As far as is known, the painted berrypeckers are almost entirely frugivorous. Small fruits and berries comprise the biggest part of the diet, although the tit berrypecker has also been recorded eating small flowers. The crested berrypecker has also been observed to occasionally eat insects, and insects as well as fruit comprise the diet of nestlings.

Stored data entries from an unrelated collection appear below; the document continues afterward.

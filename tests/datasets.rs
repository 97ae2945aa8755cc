use mt_eval::datasets::{
    build_corpus, Corpus, DatasetKind, DatasetSettings, HubCorpus, JsonlRowSource, Wmt24pp,
    EUROPARL, MONTENEGRIN_SUBS, OPUS_100, TED_TALKS,
};
use mt_eval::Language;
use pretty_assertions::assert_eq;
use serde_json::json;
use std::fs;
use std::path::Path;
use std::sync::Arc;
use tempfile::TempDir;

fn write_rows(root: &Path, relative: &str, rows: &[serde_json::Value]) -> anyhow::Result<()> {
    let path = root.join(relative);
    fs::create_dir_all(path.parent().unwrap())?;
    let content = rows
        .iter()
        .map(|row| row.to_string())
        .collect::<Vec<_>>()
        .join("\n");
    fs::write(path, content)?;
    Ok(())
}

fn europarl_rows(count: usize) -> Vec<serde_json::Value> {
    (0..count)
        .map(|index| {
            json!({"translation": {
                "en": format!("English sentence {}", index),
                "fr": format!("Phrase française {}", index),
            }})
        })
        .collect()
}

fn hub_corpus(
    root: &Path,
    descriptor: mt_eval::datasets::HubDescriptor,
    sample_size: Option<usize>,
    seed: u64,
) -> HubCorpus {
    HubCorpus::new(
        descriptor,
        Arc::new(JsonlRowSource::new(root)),
        sample_size,
        seed,
    )
}

#[test]
fn first_rows_are_taken_in_order() -> anyhow::Result<()> {
    let data = TempDir::new()?;
    write_rows(
        data.path(),
        "Helsinki-NLP--opus-100/en-fr/test.jsonl",
        &europarl_rows(10),
    )?;

    let corpus = hub_corpus(data.path(), OPUS_100, Some(3), 42);
    let loaded = corpus.load(Language::English, Language::French)?;

    assert_eq!(loaded.dataset, "OPUS-100");
    assert_eq!(loaded.language, Language::French);
    assert_eq!(
        loaded.sources(),
        vec![
            "English sentence 0",
            "English sentence 1",
            "English sentence 2"
        ]
    );
    assert_eq!(loaded.references()[2], "Phrase française 2");
    Ok(())
}

#[test]
fn preferred_split_falls_back() -> anyhow::Result<()> {
    let data = TempDir::new()?;
    write_rows(
        data.path(),
        "Helsinki-NLP--opus-100/en-fr/train.jsonl",
        &europarl_rows(4),
    )?;

    let corpus = hub_corpus(data.path(), OPUS_100, Some(2), 42);
    let loaded = corpus.load(Language::English, Language::French)?;

    assert_eq!(loaded.len(), 2);
    Ok(())
}

#[test]
fn seeded_sampling_is_reproducible() -> anyhow::Result<()> {
    let data = TempDir::new()?;
    write_rows(
        data.path(),
        "Helsinki-NLP--europarl/en-fr/train.jsonl",
        &europarl_rows(250),
    )?;

    let first = hub_corpus(data.path(), EUROPARL, Some(5), 42)
        .load(Language::English, Language::French)?;
    let second = hub_corpus(data.path(), EUROPARL, Some(5), 42)
        .load(Language::English, Language::French)?;
    let other_seed = hub_corpus(data.path(), EUROPARL, Some(5), 7)
        .load(Language::English, Language::French)?;

    assert_eq!(first.len(), 5);
    assert_eq!(first, second);
    assert_ne!(first.sources(), other_seed.sources());
    Ok(())
}

#[test]
fn sample_is_capped_by_available_rows() -> anyhow::Result<()> {
    let data = TempDir::new()?;
    write_rows(
        data.path(),
        "Helsinki-NLP--europarl/en-fr/train.jsonl",
        &europarl_rows(3),
    )?;

    let loaded = hub_corpus(data.path(), EUROPARL, Some(10), 42)
        .load(Language::English, Language::French)?;

    assert_eq!(loaded.len(), 3);
    Ok(())
}

#[test]
fn sorted_pair_configuration() -> anyhow::Result<()> {
    let data = TempDir::new()?;
    write_rows(
        data.path(),
        "Helsinki-NLP--europarl/bg-en/train.jsonl",
        &[json!({"translation": {"bg": "Здравейте", "en": "Hello"}})],
    )?;

    let loaded = hub_corpus(data.path(), EUROPARL, None, 42)
        .load(Language::English, Language::Bulgarian)?;

    assert_eq!(loaded.sources(), vec!["Hello"]);
    assert_eq!(loaded.references(), vec!["Здравейте"]);
    Ok(())
}

#[test]
fn missing_pair_gives_empty_corpus() -> anyhow::Result<()> {
    let data = TempDir::new()?;
    write_rows(
        data.path(),
        "Helsinki-NLP--europarl/en-fr/train.jsonl",
        &europarl_rows(3),
    )?;

    let corpus = hub_corpus(data.path(), EUROPARL, None, 42);

    assert!(corpus.load(Language::English, Language::German)?.is_empty());
    // Icelandic is not part of Europarl
    assert!(corpus.load(Language::English, Language::Icelandic)?.is_empty());
    // only English sources are available
    assert!(corpus.load(Language::French, Language::English)?.is_empty());
    Ok(())
}

#[test]
fn short_subtitles_are_filtered() -> anyhow::Result<()> {
    let data = TempDir::new()?;
    let long = "one two three four five six seven eight nine ten eleven";
    let exactly_ten = "one two three four five six seven eight nine ten";
    write_rows(
        data.path(),
        "Helsinki-NLP--opus_montenegrinsubs/en-me/train.jsonl",
        &[
            json!({"translation": {"en": "Too short.", "me": "Prekratko."}}),
            json!({"translation": {"en": exactly_ten, "me": "deset riječi"}}),
            json!({"translation": {"en": long, "me": "jedanaest riječi"}}),
        ],
    )?;

    let loaded = hub_corpus(data.path(), MONTENEGRIN_SUBS, None, 42)
        .load(Language::English, Language::Montenegrin)?;

    assert_eq!(loaded.sources(), vec![long]);
    assert_eq!(loaded.references(), vec!["jedanaest riječi"]);
    Ok(())
}

#[test]
fn column_layout_with_dataset_codes() -> anyhow::Result<()> {
    let data = TempDir::new()?;
    write_rows(
        data.path(),
        "davidstap--ted_talks/en_nb/test.jsonl",
        &[
            json!({"en": "Thank you.", "nb": "Takk."}),
            json!({"en": "", "nb": "Tom kilde."}),
            json!({"en": "Good morning.", "nb": "God morgen."}),
        ],
    )?;

    let loaded = hub_corpus(data.path(), TED_TALKS, Some(5), 1)
        .load(Language::English, Language::Norwegian)?;

    let mut sources = loaded.sources();
    sources.sort();
    assert_eq!(sources, vec!["Good morning.", "Thank you."]);
    Ok(())
}

#[test]
fn wmt24pp_local_files() -> anyhow::Result<()> {
    let data = TempDir::new()?;
    write_rows(
        data.path(),
        "google--wmt24pp/en-fr_FR.jsonl",
        &[
            json!({"source": "Broken row", "target": "Ligne cassée", "is_bad_source": true}),
            json!({"source": "Hello", "target": "Bonjour", "is_bad_source": false}),
            json!({"source": "Goodbye", "target": "Au revoir", "is_bad_source": false}),
            json!({"source": "Thanks", "target": "Merci", "is_bad_source": false}),
        ],
    )?;

    let corpus = Wmt24pp::new(Some(data.path().to_path_buf()), Some(2));
    let loaded = corpus.load(Language::English, Language::French)?;

    assert_eq!(loaded.dataset, "WMT");
    assert_eq!(loaded.sources(), vec!["Hello", "Goodbye"]);
    assert_eq!(loaded.references(), vec!["Bonjour", "Au revoir"]);
    assert!(corpus
        .load(Language::English, Language::Montenegrin)?
        .is_empty());
    Ok(())
}

#[test]
fn missing_local_file_is_an_error() -> anyhow::Result<()> {
    let data = TempDir::new()?;
    let corpus = Wmt24pp::new(Some(data.path().to_path_buf()), None);

    assert!(corpus.load(Language::English, Language::German).is_err());
    Ok(())
}

#[test]
fn corpora_from_settings() -> anyhow::Result<()> {
    let data = TempDir::new()?;
    let settings = DatasetSettings {
        sample_size: Some(2),
        seed: 42,
        local_dir: Some(data.path().to_path_buf()),
    };
    let rows = Arc::new(JsonlRowSource::new(data.path()));
    write_rows(
        data.path(),
        "Helsinki-NLP--opus_books/en-fr/train.jsonl",
        &europarl_rows(6),
    )?;

    let names = DatasetKind::ALL
        .iter()
        .map(|kind| build_corpus(*kind, &settings, rows.clone()).name().to_string())
        .collect::<Vec<_>>();
    assert_eq!(
        names,
        vec![
            "WMT",
            "TED",
            "TED-IWSLT",
            "Europarl",
            "OPUS-Books",
            "OPUS-100",
            "Montenegrin-Subs"
        ]
    );

    let books = build_corpus(DatasetKind::OpusBooks, &settings, rows);
    assert_eq!(books.load(Language::English, Language::French)?.len(), 2);
    Ok(())
}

The breeding behaviour of both genera of painted berrypeckers is poorly known. Both species are monogamous, and are thought to be seasonal, with the tit berrypecker apparently nesting in the tail end of the dry season and early wet season. The crested berrypecker breeds from August to February. The nests of both species are open cups built from moss. Beyond that nothing is known of the tit berrypecker. In the crested berrypeckers the female alone incubates the eggs, with the incubation period lasting for over 12 days. Upon hatching both parents feed the chick and remove the faecal sacs.

==Relationship with humans==
The painted berrypeckers have limited interactions with humans. Like many New Guinean birds they are hunted opportunistically for food, but in spite of their bright plumage they are not targeted for their feathers in the same fashion as birds of paradise. If they have any cultural importance to the tribes of New Guinea at present this has not been documented. They are, however, sought out by birdwatchers, particularly the crested berrypecker, and as such have a small role in ecotourism.

None of the species is considered to be threatened on the IUCN Red List. They are common within their ranges and while some of their montane habitat has been cleared for agriculture large areas remain intact.